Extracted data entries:
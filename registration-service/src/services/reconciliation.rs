//! Payment reconciliation.
//!
//! Every trigger (checkout verify, webhook, browser redirect, manual poll)
//! funnels into [`Reconciler::reconcile`], which asks the gateway for the
//! authoritative order state and applies it with conditional writes. Running
//! it twice for the same order is harmless: rows already COMPLETED are never
//! rewritten and only the call that transitioned rows sends the confirmation.

use crate::config::PublicUrlConfig;
use crate::dtos::VerifyPaymentRequest;
use crate::models::{CompetitionRegistration, PaymentCallback, PaymentGatewayKind, Team};
use crate::services::gateways::{GatewayError, GatewayRegistry, OrderState, OrderStatus};
use crate::services::notifications::{NotificationDispatcher, NotificationKind, TemplateData};
use crate::services::pricing::display_name;
use crate::services::store::{CompletedPayment, RegistrationStore};
use chrono::Utc;
use serde::Serialize;
use service_core::error::AppError;
use std::sync::Arc;
use uuid::Uuid;

#[derive(Debug, Clone, Copy, PartialEq, Eq)]
pub enum ReconcileTrigger {
    Verify,
    Callback,
    Redirect,
    Poll,
}

impl ReconcileTrigger {
    pub fn as_str(&self) -> &'static str {
        match self {
            ReconcileTrigger::Verify => "verify",
            ReconcileTrigger::Callback => "callback",
            ReconcileTrigger::Redirect => "redirect",
            ReconcileTrigger::Poll => "poll",
        }
    }

    fn notifies_failure(&self) -> bool {
        matches!(self, ReconcileTrigger::Verify | ReconcileTrigger::Callback)
    }
}

#[derive(Debug, Clone, Copy, PartialEq, Eq, Serialize)]
#[serde(rename_all = "SCREAMING_SNAKE_CASE")]
pub enum ReconcileState {
    Completed,
    Failed,
    Pending,
    /// The gateway could not be asked; nothing was written.
    Unknown,
}

impl ReconcileState {
    pub fn as_str(&self) -> &'static str {
        match self {
            ReconcileState::Completed => "COMPLETED",
            ReconcileState::Failed => "FAILED",
            ReconcileState::Pending => "PENDING",
            ReconcileState::Unknown => "UNKNOWN",
        }
    }
}

impl From<OrderState> for ReconcileState {
    fn from(state: OrderState) -> Self {
        match state {
            OrderState::Completed => ReconcileState::Completed,
            OrderState::Failed => ReconcileState::Failed,
            OrderState::Pending => ReconcileState::Pending,
        }
    }
}

#[derive(Debug, Clone, Serialize)]
pub struct ReconcileOutcome {
    pub order_ref: String,
    pub status: ReconcileState,
    pub registrations_updated: usize,
    pub team_updated: bool,
}

impl ReconcileOutcome {
    fn untouched(order_ref: &str, status: ReconcileState) -> Self {
        Self {
            order_ref: order_ref.to_string(),
            status,
            registrations_updated: 0,
            team_updated: false,
        }
    }
}

#[derive(Clone)]
pub struct Reconciler {
    store: Arc<dyn RegistrationStore>,
    gateways: GatewayRegistry,
    notifier: NotificationDispatcher,
    public: PublicUrlConfig,
}

impl Reconciler {
    pub fn new(
        store: Arc<dyn RegistrationStore>,
        gateways: GatewayRegistry,
        notifier: NotificationDispatcher,
        public: PublicUrlConfig,
    ) -> Self {
        Self {
            store,
            gateways,
            notifier,
            public,
        }
    }

    pub async fn reconcile(
        &self,
        gateway: PaymentGatewayKind,
        order_ref: &str,
        trigger: ReconcileTrigger,
    ) -> Result<ReconcileOutcome, AppError> {
        self.reconcile_order(gateway, order_ref, trigger, trigger.notifies_failure())
            .await
    }

    #[tracing::instrument(skip(self), fields(gateway = %gateway, trigger = trigger.as_str()))]
    async fn reconcile_order(
        &self,
        gateway: PaymentGatewayKind,
        order_ref: &str,
        trigger: ReconcileTrigger,
        notify_failure: bool,
    ) -> Result<ReconcileOutcome, AppError> {
        let adapter = self.gateways.get(gateway)?;

        let status = match adapter.get_order_status(order_ref, true).await {
            Ok(status) => status,
            Err(e) => {
                tracing::error!(order_ref, error = %e, "Order status check failed");
                record(ReconcileState::Unknown, trigger);
                return Ok(ReconcileOutcome::untouched(order_ref, ReconcileState::Unknown));
            }
        };

        let outcome = match status.state {
            OrderState::Completed => self.apply_completion(gateway, order_ref, &status).await?,
            OrderState::Failed => {
                tracing::info!(order_ref, error_code = ?status.error_code, "Payment failed");
                if notify_failure {
                    self.notify_failure(order_ref, status.error_code.as_deref())
                        .await?;
                }
                ReconcileOutcome::untouched(order_ref, ReconcileState::Failed)
            }
            OrderState::Pending => {
                tracing::debug!(order_ref, "Payment still pending");
                ReconcileOutcome::untouched(order_ref, status.state.into())
            }
        };

        record(outcome.status, trigger);
        Ok(outcome)
    }

    /// Razorpay checkout completion. A bad signature fails the payment
    /// without touching any row.
    #[tracing::instrument(skip(self, request), fields(order_ref = %request.razorpay_order_id))]
    pub async fn verify_payment(
        &self,
        request: &VerifyPaymentRequest,
    ) -> Result<ReconcileOutcome, AppError> {
        let adapter = self.gateways.get(PaymentGatewayKind::Razorpay)?;
        let valid = adapter.verify_signature(
            &request.razorpay_order_id,
            &request.razorpay_payment_id,
            &request.razorpay_signature,
        )?;

        if !valid {
            tracing::warn!(
                payment_id = %request.razorpay_payment_id,
                "Checkout signature mismatch"
            );
            metrics::counter!("payment_signature_rejected_total").increment(1);
            self.notify_failure(&request.razorpay_order_id, Some("signature verification failed"))
                .await?;
            record(ReconcileState::Failed, ReconcileTrigger::Verify);
            return Ok(ReconcileOutcome::untouched(
                &request.razorpay_order_id,
                ReconcileState::Failed,
            ));
        }

        self.reconcile(
            PaymentGatewayKind::Razorpay,
            &request.razorpay_order_id,
            ReconcileTrigger::Verify,
        )
        .await
    }

    /// Authenticates a webhook, records it and reconciles the order it names.
    /// Once the callback is accepted, processing errors are logged and
    /// reported as `Unknown` so the gateway does not retry forever.
    /// Redelivered events do not repeat the failure notice.
    pub async fn handle_callback(
        &self,
        gateway: PaymentGatewayKind,
        auth_header: Option<&str>,
        raw_body: &str,
    ) -> Result<ReconcileOutcome, AppError> {
        let adapter = self.gateways.get(gateway)?;
        let payload = adapter
            .validate_callback(auth_header, raw_body)
            .map_err(|e| {
                tracing::warn!(gateway = %gateway, error = %e, "Callback rejected");
                metrics::counter!("payment_callbacks_rejected_total", "gateway" => gateway.as_str())
                    .increment(1);
                match e {
                    GatewayError::Decode(message) => {
                        AppError::BadRequest(anyhow::anyhow!("Malformed callback: {}", message))
                    }
                    other => other.into(),
                }
            })?;

        tracing::info!(
            gateway = %gateway,
            order_ref = %payload.order_ref,
            event = %payload.event,
            state_hint = ?payload.state_hint,
            "Callback accepted"
        );

        let audit = PaymentCallback {
            id: Uuid::new_v4(),
            gateway,
            order_ref: payload.order_ref.clone(),
            event: payload.event.clone(),
            raw_body: raw_body.to_string(),
            received_at: Utc::now(),
        };
        let first_delivery = match self.store.record_callback(&audit).await {
            Ok(first) => first,
            Err(e) => {
                tracing::error!(order_ref = %payload.order_ref, error = %e, "Failed to record callback");
                true
            }
        };
        if !first_delivery {
            tracing::debug!(order_ref = %payload.order_ref, event = %payload.event, "Callback redelivered");
        }

        match self
            .reconcile_order(
                gateway,
                &payload.order_ref,
                ReconcileTrigger::Callback,
                first_delivery,
            )
            .await
        {
            Ok(outcome) => Ok(outcome),
            Err(e) => {
                tracing::error!(order_ref = %payload.order_ref, error = %e, "Callback reconciliation failed");
                Ok(ReconcileOutcome::untouched(
                    &payload.order_ref,
                    ReconcileState::Unknown,
                ))
            }
        }
    }

    /// Reconciles after the PhonePe checkout page returns and picks the
    /// frontend page to send the browser to.
    pub async fn redirect_target(&self, merchant_order_id: &str) -> String {
        let state = match self
            .reconcile(
                PaymentGatewayKind::Phonepe,
                merchant_order_id,
                ReconcileTrigger::Redirect,
            )
            .await
        {
            Ok(outcome) => outcome.status,
            Err(e) => {
                tracing::error!(merchant_order_id, error = %e, "Redirect reconciliation failed");
                ReconcileState::Unknown
            }
        };

        match state {
            ReconcileState::Completed => self.public.confirmation_url(merchant_order_id),
            other => self
                .public
                .retry_url(merchant_order_id, &other.as_str().to_lowercase()),
        }
    }

    /// Manual status poll. `caller` must own the order's team; `None` skips
    /// the check for organisers. Without an explicit gateway the one recorded
    /// on the order's registrations is used.
    pub async fn poll(
        &self,
        order_ref: &str,
        gateway: Option<PaymentGatewayKind>,
        caller: Option<&str>,
    ) -> Result<ReconcileOutcome, AppError> {
        let rows = self
            .store
            .list_registrations_by_payment_id(order_ref)
            .await?;
        let not_found = || AppError::NotFound(anyhow::anyhow!("Order {} not found", order_ref));

        let team = self
            .owning_team(order_ref, &rows)
            .await?
            .ok_or_else(not_found)?;
        if let Some(email) = caller {
            if !team.is_owned_by(email) {
                tracing::warn!(order_ref, email, "Poll for another team's order refused");
                return Err(AppError::Forbidden(anyhow::anyhow!(
                    "Order {} belongs to another team",
                    order_ref
                )));
            }
        }

        let gateway = gateway
            .or_else(|| rows.first().map(|r| r.payment_gateway))
            .ok_or_else(not_found)?;
        self.reconcile(gateway, order_ref, ReconcileTrigger::Poll)
            .await
    }

    async fn apply_completion(
        &self,
        gateway: PaymentGatewayKind,
        order_ref: &str,
        status: &OrderStatus,
    ) -> Result<ReconcileOutcome, AppError> {
        let payment = CompletedPayment {
            gateway,
            transaction_id: status.transaction_id.clone(),
            paid_at: Utc::now(),
        };
        let transitioned = self
            .store
            .complete_registrations(order_ref, &payment)
            .await?;

        let Some(team) = self.owning_team(order_ref, &transitioned).await? else {
            tracing::warn!(order_ref, "Completed order matches no registration or team");
            return Ok(ReconcileOutcome {
                order_ref: order_ref.to_string(),
                status: ReconcileState::Completed,
                registrations_updated: transitioned.len(),
                team_updated: false,
            });
        };

        let team_updated = self
            .store
            .complete_team_payment(team.id, !team.is_multi_competition)
            .await?;

        tracing::info!(
            order_ref,
            team_id = %team.id,
            registrations_updated = transitioned.len(),
            team_updated,
            "Payment completed"
        );

        if !transitioned.is_empty() || team_updated {
            let amount = if transitioned.is_empty() {
                status.amount.map(|paise| paise / 100).unwrap_or_default()
            } else {
                transitioned.iter().map(|r| r.amount).sum()
            };
            self.notifier.send(
                NotificationKind::PaymentConfirmed,
                &team.user_email,
                TemplateData {
                    team_name: team.team_name.clone(),
                    competitions: competition_names(&transitioned),
                    amount,
                    order_ref: Some(order_ref.to_string()),
                    transaction_id: status.transaction_id.clone(),
                    link: Some(self.public.confirmation_url(order_ref)),
                    ..Default::default()
                },
            );
        }

        Ok(ReconcileOutcome {
            order_ref: order_ref.to_string(),
            status: ReconcileState::Completed,
            registrations_updated: transitioned.len(),
            team_updated,
        })
    }

    async fn owning_team(
        &self,
        order_ref: &str,
        transitioned: &[CompetitionRegistration],
    ) -> Result<Option<Team>, AppError> {
        let team_id = match transitioned.first() {
            Some(row) => Some(row.team_id),
            None => self
                .store
                .list_registrations_by_payment_id(order_ref)
                .await?
                .first()
                .map(|row| row.team_id),
        };

        match team_id {
            Some(id) => self.store.get_team(id).await,
            None => self.store.find_team_by_payment_id(order_ref).await,
        }
    }

    async fn notify_failure(&self, order_ref: &str, reason: Option<&str>) -> Result<(), AppError> {
        let rows = self
            .store
            .list_registrations_by_payment_id(order_ref)
            .await?;
        let team = match rows.first() {
            Some(row) => self.store.get_team(row.team_id).await?,
            None => self.store.find_team_by_payment_id(order_ref).await?,
        };
        let Some(team) = team else {
            tracing::debug!(order_ref, "No team to notify about failed payment");
            return Ok(());
        };

        let pending: Vec<CompetitionRegistration> =
            rows.into_iter().filter(|r| !r.is_completed()).collect();
        self.notifier.send(
            NotificationKind::PaymentFailed,
            &team.user_email,
            TemplateData {
                team_name: team.team_name.clone(),
                competitions: competition_names(&pending),
                amount: pending.iter().map(|r| r.amount).sum(),
                order_ref: Some(order_ref.to_string()),
                reason: reason.map(str::to_string),
                link: Some(self.public.retry_url(order_ref, "failed")),
                ..Default::default()
            },
        );
        Ok(())
    }
}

- YOUR INSTRUCTIONS
Give again, exactly as written, the lines running from the first line of the data above through the line that contains "COMPLETED are never".

- SOLUTION BELOW
filename registration-service/src/services/reconciliation.rs
//! Payment reconciliation.
//!
//! Every trigger (checkout verify, webhook, browser redirect, manual poll)
//! funnels into [`Reconciler::reconcile`], which asks the gateway for the
//! authoritative order state and applies it with conditional writes. Running
//! it twice for the same order is harmless: rows already COMPLETED are never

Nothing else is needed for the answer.